I modified my turns a little bit a few years ago when a coach pointed out that I should always take the first stroke off the wall with the arm that is towards the bottom of the pool. Since I turn to the left (left side down), this is always my left arm.

Now I'm thinking that it might be better to take my first stroke with my right arm (dominant side), so that on laps with an odd number of strokes I get to use my stronger side more. If so, I should be turning to the right.

I can tell that attempting to turn the other way will feel very odd. And it may wreak havoc on circle swimming for a while, as I doubt I'll come off the wall straight at first.

5out6aintbad
May 10th, 2010, 01:15 PM
Have you tried control the turn by angling the head slightly (very slightly) to the left or right? I find I can dictate which way I turn through that technique.

It is useful to turn both ways depending on clock or anti-clock laps. Left hand turning on a clockwise lap is really disorientating for me.

sjstuart
May 10th, 2010, 01:18 PM
That must be why I always turn to the left: I have never circle-swum in a clockwise direction.

Allen Stark
May 10th, 2010, 05:57 PM
That's something I point out to my swimmers too. if both your hands are at your side you only have your kick left to move you fwd.

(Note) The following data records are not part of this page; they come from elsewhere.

pub mod datetime;
pub mod feedback;
pub mod logging;
pub mod markdown;
pub mod validation;
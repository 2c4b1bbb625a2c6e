use anyhow::{anyhow, Result};
use crate::database::models::AttendanceStatus;

/// Telegram rejects text messages longer than this.
pub const MAX_MESSAGE_LENGTH: usize = 4096;

pub fn validate_broadcast_message(message: &str) -> Result<()> {
    let message = message.trim();

    if message.is_empty() {
        return Err(anyhow!("Broadcast message cannot be empty"));
    }

    if message.chars().count() > MAX_MESSAGE_LENGTH {
        return Err(anyhow!(
            "Broadcast message cannot be longer than {} characters",
            MAX_MESSAGE_LENGTH
        ));
    }

    Ok(())
}

pub fn validate_display_name(name: &str) -> Result<()> {
    let name = name.trim();

    if name.is_empty() {
        return Err(anyhow!("Name cannot be empty"));
    }

    if name.chars().count() < 2 {
        return Err(anyhow!("Name must be at least 2 characters long"));
    }

    if name.chars().count() > 64 {
        return Err(anyhow!("Name cannot be longer than 64 characters"));
    }

    if name.contains('\n') || name.contains('\r') {
        return Err(anyhow!("Name cannot contain line breaks"));
    }

    Ok(())
}

pub fn validate_telegram_chat_id(chat_id: i64) -> Result<()> {
    if chat_id == 0 {
        return Err(anyhow!("Chat ID cannot be zero"));
    }

    // Private chats are positive 32-bit ids
    if chat_id > 2147483647 {
        return Err(anyhow!("Invalid user chat ID range"));
    }

    // Supergroups go down to around -10^12
    if chat_id < -2000000000000 {
        return Err(anyhow!("Chat ID out of valid range"));
    }

    Ok(())
}

pub fn validate_attendance_status(status: &str) -> Result<AttendanceStatus> {
    status
        .parse::<AttendanceStatus>()
        .map_err(|_| anyhow!("Attendance must be 'attending', 'not_attending', or 'maybe'"))
}

pub fn validate_broadcast_id(broadcast_id: &str) -> Result<()> {
    let broadcast_id = broadcast_id.trim();

    if broadcast_id.is_empty() {
        return Err(anyhow!("Broadcast ID cannot be empty"));
    }

    if broadcast_id.len() < 8 || broadcast_id.len() > 64 {
        return Err(anyhow!("Broadcast ID must be between 8 and 64 characters long"));
    }

    if !broadcast_id.chars().all(|c| c.is_ascii_alphanumeric() || c == '-' || c == '_') {
        return Err(anyhow!("Broadcast ID can only contain letters, numbers, hyphens and underscores"));
    }

    Ok(())
}

#[cfg(test)]
mod tests {
    use super::*;

    #[test]
    fn test_validate_broadcast_message() {
        assert!(validate_broadcast_message("See you at the ceremony!").is_ok());
        assert!(validate_broadcast_message("   ").is_err());
        assert!(validate_broadcast_message(&"a".repeat(MAX_MESSAGE_LENGTH)).is_ok());
        assert!(validate_broadcast_message(&"a".repeat(MAX_MESSAGE_LENGTH + 1)).is_err());
    }

    #[test]
    fn test_validate_display_name() {
        assert!(validate_display_name("Anna").is_ok());
        assert!(validate_display_name("  Jo  ").is_ok());
        assert!(validate_display_name("A").is_err());
        assert!(validate_display_name("Anna\nMaria").is_err());
        assert!(validate_display_name(&"x".repeat(65)).is_err());
    }

    #[test]
    fn test_validate_telegram_chat_id() {
        assert!(validate_telegram_chat_id(12345).is_ok());
        assert!(validate_telegram_chat_id(-1001234567890).is_ok());
        assert!(validate_telegram_chat_id(0).is_err());
        assert!(validate_telegram_chat_id(3000000000).is_err());
        assert!(validate_telegram_chat_id(-3000000000000).is_err());
    }

    #[test]
    fn test_validate_attendance_status() {
        assert_eq!(validate_attendance_status("attending").ok(), Some(AttendanceStatus::Attending));
        assert_eq!(validate_attendance_status("MAYBE").ok(), Some(AttendanceStatus::Maybe));
        assert!(validate_attendance_status("yes").is_err());
    }

    #[test]
    fn test_validate_broadcast_id() {
        assert!(validate_broadcast_id("550e8400-e29b-41d4-a716-446655440000").is_ok());
        assert!(validate_broadcast_id("short").is_err());
        assert!(validate_broadcast_id("abc 12345").is_err());
    }
}
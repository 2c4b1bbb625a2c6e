use tracing::{debug, error, info, warn};

/// Logs command start with consistent format
pub fn log_command_start(command: &str, user: &str, user_id: i64, chat_id: i64) {
    info!("CMD_START: {} by {}({}) in chat {}", command, user, user_id, chat_id);
}

/// Logs command completion with consistent format
pub fn log_command_success(command: &str, user: &str, user_id: i64, details: Option<&str>) {
    match details {
        Some(d) => info!("CMD_SUCCESS: {} by {}({}) - {}", command, user, user_id, d),
        None => info!("CMD_SUCCESS: {} by {}({})", command, user, user_id),
    }
}

/// Logs command errors with consistent format
pub fn log_command_error(command: &str, user: &str, user_id: i64, error: &str) {
    error!("CMD_ERROR: {} by {}({}) - {}", command, user, user_id, error);
}

pub fn log_broadcast_start(broadcast_id: &str, mode: &str, recipients: usize) {
    info!(
        "BROADCAST_START: {} ({}) to {} recipients",
        broadcast_id, mode, recipients
    );
}

pub fn log_broadcast_done(broadcast_id: &str, delivered: usize, failed: usize, blocked: usize) {
    info!(
        "BROADCAST_DONE: {} - delivered {}, failed {} (blocked {})",
        broadcast_id, delivered, failed, blocked
    );
}

pub fn log_delivery_failure(broadcast_id: &str, chat_id: i64, kind: &str, error: &str) {
    warn!(
        "DELIVERY_FAILED: {} to chat {} [{}] - {}",
        broadcast_id, chat_id, kind, error
    );
}

pub fn log_sequence_step(sequence_id: &str, step: &str, success: bool) {
    debug!(
        "SEQUENCE_STEP: {} {} {}",
        sequence_id,
        step,
        if success { "delivered" } else { "failed" }
    );
}

/// Logs database errors with consistent format
pub fn log_database_error(operation: &str, table: &str, error: &str) {
    error!("DB_ERROR: {} on {} failed: {}", operation, table, error);
}

/// Logs system events with consistent format
pub fn log_system_event(event: &str, details: Option<&str>) {
    match details {
        Some(d) => info!("SYSTEM: {} - {}", event, d),
        None => info!("SYSTEM: {}", event),
    }
}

it's the same thing with a backstroke turn. role over and follow your last arm through the turn. if you glide long enough so that both arms come to your side you risk being DSQ for being on your stomache for too long.

It seems to me that if you follow your arm you don't get as complete a pull as if you make a full pull to get both hands to the side.Also if you follow your arm it seems to me to be easier to not come straight over on the flip.Am I missing something?

tomtopo
May 10th, 2010, 09:24 PM
When my swimmers don't get over straight, it's usually due to their head position. I tell them to position their nose right in the middle of their knees and that corrects the problem. The slightest movement of the head to the right or left will move the legs in the opposite direction. Remember, even slight movements of the head will move your legs in the opposite direction. Good luck, Coach T.

bamueller
May 10th, 2010, 11:34 PM
I breathe most comfortably to my right side. While flip-turning, I turn to the side I breathe (my right). I've tried to turn to the left just to try it and it feels awkward. I haven't felt like there is a reason for me to switch, whereas breathing to both sides has more of an advantage (if I were to choose something to work on).